_WORK ORDER_: Where a line in the records below contains the string "bool", tally it; give only the final number.

##### EXTRACTED DATA #####

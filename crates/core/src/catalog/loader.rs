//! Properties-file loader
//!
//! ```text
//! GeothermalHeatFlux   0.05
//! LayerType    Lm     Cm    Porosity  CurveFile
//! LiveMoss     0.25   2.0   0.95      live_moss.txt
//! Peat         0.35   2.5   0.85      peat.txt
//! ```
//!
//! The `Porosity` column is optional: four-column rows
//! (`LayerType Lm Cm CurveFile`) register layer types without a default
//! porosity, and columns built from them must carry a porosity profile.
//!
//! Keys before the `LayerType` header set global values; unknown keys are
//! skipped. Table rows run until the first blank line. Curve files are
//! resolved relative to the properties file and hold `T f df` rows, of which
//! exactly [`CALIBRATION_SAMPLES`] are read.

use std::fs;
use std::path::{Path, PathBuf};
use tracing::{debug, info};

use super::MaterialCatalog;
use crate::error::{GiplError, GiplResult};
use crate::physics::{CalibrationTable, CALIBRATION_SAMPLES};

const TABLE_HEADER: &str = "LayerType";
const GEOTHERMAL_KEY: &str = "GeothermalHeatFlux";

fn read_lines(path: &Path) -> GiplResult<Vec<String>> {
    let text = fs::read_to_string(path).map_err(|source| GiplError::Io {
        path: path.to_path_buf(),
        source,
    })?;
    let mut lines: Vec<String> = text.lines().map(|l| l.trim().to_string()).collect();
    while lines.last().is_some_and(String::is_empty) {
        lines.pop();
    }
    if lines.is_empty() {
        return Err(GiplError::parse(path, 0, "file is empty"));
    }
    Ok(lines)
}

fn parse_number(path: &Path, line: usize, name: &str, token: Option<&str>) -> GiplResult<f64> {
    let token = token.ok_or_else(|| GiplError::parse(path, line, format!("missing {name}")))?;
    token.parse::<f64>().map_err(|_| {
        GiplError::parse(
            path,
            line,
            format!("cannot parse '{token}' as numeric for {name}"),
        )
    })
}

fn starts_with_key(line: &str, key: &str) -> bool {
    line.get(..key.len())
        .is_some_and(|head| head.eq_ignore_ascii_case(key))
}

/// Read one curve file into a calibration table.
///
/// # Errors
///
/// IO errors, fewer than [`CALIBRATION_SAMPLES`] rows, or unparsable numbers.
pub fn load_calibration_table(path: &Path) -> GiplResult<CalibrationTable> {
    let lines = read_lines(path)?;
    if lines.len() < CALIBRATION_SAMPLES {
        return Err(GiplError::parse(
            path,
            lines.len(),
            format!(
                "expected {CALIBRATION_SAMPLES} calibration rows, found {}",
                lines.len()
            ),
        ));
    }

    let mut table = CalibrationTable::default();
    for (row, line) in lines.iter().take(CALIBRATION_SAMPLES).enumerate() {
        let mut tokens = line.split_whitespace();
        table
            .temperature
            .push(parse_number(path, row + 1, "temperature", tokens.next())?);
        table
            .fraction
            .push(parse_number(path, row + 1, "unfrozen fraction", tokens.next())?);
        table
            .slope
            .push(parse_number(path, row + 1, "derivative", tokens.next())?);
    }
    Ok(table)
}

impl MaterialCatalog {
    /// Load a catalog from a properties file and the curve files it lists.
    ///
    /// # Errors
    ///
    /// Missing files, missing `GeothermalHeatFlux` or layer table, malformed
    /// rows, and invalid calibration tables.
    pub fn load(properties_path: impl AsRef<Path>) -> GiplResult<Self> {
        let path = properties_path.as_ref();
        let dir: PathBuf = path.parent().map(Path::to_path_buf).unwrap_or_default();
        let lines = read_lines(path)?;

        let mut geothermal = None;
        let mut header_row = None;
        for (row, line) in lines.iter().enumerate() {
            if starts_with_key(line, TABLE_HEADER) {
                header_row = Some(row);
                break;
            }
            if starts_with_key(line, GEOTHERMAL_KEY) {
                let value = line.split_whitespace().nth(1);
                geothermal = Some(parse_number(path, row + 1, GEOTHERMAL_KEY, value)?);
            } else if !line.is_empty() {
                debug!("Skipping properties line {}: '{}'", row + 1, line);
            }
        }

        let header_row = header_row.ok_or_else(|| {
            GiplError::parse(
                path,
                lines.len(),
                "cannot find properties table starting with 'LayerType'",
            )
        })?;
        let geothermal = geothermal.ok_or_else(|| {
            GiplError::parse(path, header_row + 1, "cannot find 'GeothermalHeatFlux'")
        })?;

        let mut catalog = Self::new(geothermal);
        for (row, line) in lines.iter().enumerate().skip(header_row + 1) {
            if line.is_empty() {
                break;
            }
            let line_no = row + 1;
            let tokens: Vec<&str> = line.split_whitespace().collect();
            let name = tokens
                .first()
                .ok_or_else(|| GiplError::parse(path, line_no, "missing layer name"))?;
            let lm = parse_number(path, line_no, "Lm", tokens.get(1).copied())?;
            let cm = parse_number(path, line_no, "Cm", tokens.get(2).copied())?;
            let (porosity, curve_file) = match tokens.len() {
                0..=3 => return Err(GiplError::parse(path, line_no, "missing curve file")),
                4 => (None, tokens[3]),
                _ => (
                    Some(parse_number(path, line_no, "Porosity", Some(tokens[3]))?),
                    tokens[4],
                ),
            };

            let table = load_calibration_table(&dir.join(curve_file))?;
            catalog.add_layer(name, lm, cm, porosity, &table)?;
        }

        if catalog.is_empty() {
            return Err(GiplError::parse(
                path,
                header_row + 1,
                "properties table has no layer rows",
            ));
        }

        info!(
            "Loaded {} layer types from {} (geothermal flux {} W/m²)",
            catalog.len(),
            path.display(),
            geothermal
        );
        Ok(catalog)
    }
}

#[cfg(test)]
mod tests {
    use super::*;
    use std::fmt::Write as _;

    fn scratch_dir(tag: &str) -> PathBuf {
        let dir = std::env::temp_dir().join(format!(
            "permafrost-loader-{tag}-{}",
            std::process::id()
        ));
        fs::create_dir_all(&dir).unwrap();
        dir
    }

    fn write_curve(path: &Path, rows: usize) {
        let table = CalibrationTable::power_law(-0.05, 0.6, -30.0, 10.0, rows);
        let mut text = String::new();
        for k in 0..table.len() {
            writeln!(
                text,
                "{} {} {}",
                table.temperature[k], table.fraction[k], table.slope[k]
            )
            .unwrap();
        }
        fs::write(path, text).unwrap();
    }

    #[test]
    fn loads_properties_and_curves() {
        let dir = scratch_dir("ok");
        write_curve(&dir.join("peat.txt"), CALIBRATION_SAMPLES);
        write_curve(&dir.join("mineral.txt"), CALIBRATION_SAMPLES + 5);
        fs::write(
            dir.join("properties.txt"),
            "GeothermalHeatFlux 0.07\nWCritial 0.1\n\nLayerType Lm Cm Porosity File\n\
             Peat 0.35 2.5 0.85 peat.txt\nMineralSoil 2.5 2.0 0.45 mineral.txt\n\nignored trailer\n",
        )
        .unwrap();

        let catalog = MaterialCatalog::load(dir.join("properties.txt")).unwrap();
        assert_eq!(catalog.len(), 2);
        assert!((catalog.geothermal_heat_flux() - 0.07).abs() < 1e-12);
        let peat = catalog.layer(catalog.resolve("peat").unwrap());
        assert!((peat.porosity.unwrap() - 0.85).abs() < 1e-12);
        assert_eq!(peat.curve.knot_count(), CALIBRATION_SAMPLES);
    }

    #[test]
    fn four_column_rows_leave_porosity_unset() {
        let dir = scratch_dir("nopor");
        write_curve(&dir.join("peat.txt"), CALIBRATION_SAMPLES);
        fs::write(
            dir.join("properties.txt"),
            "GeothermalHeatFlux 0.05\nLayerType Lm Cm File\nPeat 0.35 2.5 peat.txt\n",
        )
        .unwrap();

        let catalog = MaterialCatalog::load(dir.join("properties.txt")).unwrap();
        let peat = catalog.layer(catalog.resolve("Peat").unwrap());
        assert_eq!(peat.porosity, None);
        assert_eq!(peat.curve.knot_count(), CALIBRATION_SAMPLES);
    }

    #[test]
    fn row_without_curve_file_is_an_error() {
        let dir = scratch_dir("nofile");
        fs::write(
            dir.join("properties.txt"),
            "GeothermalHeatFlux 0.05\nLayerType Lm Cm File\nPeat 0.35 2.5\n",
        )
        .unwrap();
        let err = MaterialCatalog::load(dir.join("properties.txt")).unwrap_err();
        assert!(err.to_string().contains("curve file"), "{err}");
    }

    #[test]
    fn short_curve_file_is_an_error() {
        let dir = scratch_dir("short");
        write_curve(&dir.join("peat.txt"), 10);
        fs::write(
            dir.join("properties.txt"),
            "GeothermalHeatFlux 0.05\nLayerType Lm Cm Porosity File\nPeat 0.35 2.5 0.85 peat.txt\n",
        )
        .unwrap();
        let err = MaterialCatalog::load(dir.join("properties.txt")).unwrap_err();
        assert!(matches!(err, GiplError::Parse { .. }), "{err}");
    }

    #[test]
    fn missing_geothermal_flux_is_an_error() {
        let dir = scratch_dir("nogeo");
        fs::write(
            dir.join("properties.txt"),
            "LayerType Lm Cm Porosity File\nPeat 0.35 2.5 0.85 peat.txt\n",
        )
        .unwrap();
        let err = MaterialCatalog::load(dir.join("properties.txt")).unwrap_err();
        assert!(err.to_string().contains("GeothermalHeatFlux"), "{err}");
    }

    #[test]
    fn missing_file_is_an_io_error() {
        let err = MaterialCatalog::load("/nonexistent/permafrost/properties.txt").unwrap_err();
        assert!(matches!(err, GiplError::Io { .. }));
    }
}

#####
##### EXTRACTED DATA #####

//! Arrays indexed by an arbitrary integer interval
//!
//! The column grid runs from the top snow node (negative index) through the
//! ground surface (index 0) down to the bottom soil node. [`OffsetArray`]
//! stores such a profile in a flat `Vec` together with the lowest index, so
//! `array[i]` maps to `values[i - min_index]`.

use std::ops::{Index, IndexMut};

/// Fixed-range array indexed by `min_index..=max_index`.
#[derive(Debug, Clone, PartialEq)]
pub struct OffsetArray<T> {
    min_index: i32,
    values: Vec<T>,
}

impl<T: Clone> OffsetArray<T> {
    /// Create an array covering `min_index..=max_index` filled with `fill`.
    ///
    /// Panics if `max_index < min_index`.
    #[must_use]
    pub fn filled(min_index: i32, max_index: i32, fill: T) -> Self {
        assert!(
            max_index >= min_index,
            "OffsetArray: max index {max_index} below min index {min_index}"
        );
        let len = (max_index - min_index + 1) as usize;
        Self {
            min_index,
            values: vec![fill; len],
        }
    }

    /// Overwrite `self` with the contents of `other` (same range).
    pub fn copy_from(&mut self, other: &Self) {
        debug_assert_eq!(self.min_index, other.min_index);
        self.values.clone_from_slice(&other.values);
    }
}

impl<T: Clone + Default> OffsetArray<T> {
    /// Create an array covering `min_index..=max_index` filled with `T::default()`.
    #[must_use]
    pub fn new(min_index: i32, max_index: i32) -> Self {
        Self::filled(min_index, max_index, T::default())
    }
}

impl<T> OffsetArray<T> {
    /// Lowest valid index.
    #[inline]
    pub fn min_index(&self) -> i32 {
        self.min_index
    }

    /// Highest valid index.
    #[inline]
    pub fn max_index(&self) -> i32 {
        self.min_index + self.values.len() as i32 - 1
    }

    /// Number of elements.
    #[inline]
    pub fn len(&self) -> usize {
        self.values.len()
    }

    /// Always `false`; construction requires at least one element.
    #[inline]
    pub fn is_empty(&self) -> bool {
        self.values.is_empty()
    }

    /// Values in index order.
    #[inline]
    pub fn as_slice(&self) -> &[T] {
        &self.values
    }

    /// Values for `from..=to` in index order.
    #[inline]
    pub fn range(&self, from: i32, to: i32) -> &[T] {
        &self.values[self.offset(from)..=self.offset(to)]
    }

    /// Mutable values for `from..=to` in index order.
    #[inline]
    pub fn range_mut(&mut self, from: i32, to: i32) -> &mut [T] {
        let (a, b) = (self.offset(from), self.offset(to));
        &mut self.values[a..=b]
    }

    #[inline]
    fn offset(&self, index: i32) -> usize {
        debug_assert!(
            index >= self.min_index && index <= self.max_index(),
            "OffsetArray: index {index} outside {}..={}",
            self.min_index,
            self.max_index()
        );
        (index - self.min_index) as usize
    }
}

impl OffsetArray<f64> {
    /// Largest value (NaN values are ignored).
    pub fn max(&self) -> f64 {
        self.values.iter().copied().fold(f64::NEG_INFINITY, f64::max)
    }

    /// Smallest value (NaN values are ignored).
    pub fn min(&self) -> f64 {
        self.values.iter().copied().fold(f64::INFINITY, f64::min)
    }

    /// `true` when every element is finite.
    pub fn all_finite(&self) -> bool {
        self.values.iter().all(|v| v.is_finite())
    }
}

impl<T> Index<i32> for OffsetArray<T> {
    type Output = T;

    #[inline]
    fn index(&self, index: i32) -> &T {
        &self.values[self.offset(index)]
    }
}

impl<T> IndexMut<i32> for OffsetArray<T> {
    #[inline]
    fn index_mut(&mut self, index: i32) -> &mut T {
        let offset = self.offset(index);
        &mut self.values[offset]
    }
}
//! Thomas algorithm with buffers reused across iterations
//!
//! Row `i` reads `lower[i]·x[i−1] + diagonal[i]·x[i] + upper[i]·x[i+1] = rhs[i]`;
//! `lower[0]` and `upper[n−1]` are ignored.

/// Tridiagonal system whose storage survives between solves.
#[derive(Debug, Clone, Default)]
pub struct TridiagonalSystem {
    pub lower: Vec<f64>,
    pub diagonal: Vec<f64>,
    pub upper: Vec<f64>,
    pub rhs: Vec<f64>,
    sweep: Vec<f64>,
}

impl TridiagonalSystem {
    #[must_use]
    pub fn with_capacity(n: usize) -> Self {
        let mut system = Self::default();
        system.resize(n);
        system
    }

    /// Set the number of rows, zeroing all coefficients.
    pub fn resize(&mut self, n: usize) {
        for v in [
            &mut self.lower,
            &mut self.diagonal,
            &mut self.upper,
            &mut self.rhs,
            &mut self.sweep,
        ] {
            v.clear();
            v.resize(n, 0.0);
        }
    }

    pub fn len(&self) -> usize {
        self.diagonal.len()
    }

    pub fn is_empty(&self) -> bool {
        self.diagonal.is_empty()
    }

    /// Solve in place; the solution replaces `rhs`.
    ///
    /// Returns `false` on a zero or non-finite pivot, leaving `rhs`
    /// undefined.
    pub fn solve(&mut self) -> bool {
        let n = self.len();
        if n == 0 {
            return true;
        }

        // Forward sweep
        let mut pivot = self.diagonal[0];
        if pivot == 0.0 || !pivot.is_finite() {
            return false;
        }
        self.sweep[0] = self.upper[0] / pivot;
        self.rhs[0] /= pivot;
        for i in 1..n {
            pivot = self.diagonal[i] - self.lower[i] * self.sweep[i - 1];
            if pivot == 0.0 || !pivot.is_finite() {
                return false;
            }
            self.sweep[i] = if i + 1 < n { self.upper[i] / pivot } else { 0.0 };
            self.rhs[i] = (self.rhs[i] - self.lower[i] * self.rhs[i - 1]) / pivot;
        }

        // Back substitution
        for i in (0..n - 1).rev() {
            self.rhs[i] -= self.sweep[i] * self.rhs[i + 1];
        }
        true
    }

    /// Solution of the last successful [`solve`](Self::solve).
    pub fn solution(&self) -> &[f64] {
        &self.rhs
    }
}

#####
##### EXTRACTED DATA #####

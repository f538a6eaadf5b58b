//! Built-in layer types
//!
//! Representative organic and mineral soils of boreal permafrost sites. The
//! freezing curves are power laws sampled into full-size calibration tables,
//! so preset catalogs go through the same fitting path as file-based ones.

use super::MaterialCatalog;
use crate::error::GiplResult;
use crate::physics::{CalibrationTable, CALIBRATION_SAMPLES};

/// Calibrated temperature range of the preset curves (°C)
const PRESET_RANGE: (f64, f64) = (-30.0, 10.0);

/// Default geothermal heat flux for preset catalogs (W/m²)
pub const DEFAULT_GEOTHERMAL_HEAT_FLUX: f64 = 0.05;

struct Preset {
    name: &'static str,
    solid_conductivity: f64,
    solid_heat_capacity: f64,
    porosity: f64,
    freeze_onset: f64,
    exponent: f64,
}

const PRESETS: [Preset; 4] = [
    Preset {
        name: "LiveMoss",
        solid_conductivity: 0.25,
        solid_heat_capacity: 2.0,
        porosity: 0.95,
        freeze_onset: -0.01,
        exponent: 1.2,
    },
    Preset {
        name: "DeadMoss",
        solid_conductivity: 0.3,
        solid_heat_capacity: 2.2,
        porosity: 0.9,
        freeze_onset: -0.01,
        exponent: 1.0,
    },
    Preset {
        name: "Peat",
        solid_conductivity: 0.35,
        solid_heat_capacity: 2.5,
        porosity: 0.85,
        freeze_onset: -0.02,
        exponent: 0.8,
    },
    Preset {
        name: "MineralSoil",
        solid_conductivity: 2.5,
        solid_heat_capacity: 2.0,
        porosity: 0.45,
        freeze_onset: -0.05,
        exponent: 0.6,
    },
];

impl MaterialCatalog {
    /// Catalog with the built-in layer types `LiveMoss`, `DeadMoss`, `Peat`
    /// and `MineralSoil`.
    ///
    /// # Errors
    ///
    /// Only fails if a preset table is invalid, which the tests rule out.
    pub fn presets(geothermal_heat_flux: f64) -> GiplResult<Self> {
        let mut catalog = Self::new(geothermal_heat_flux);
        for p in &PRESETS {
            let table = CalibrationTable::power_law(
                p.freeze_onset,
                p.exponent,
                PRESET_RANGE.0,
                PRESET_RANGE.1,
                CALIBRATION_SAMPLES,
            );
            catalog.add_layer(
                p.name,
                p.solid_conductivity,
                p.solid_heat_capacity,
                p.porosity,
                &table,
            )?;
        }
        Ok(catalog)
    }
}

#####

_EXERCISE SOLUTION_: 5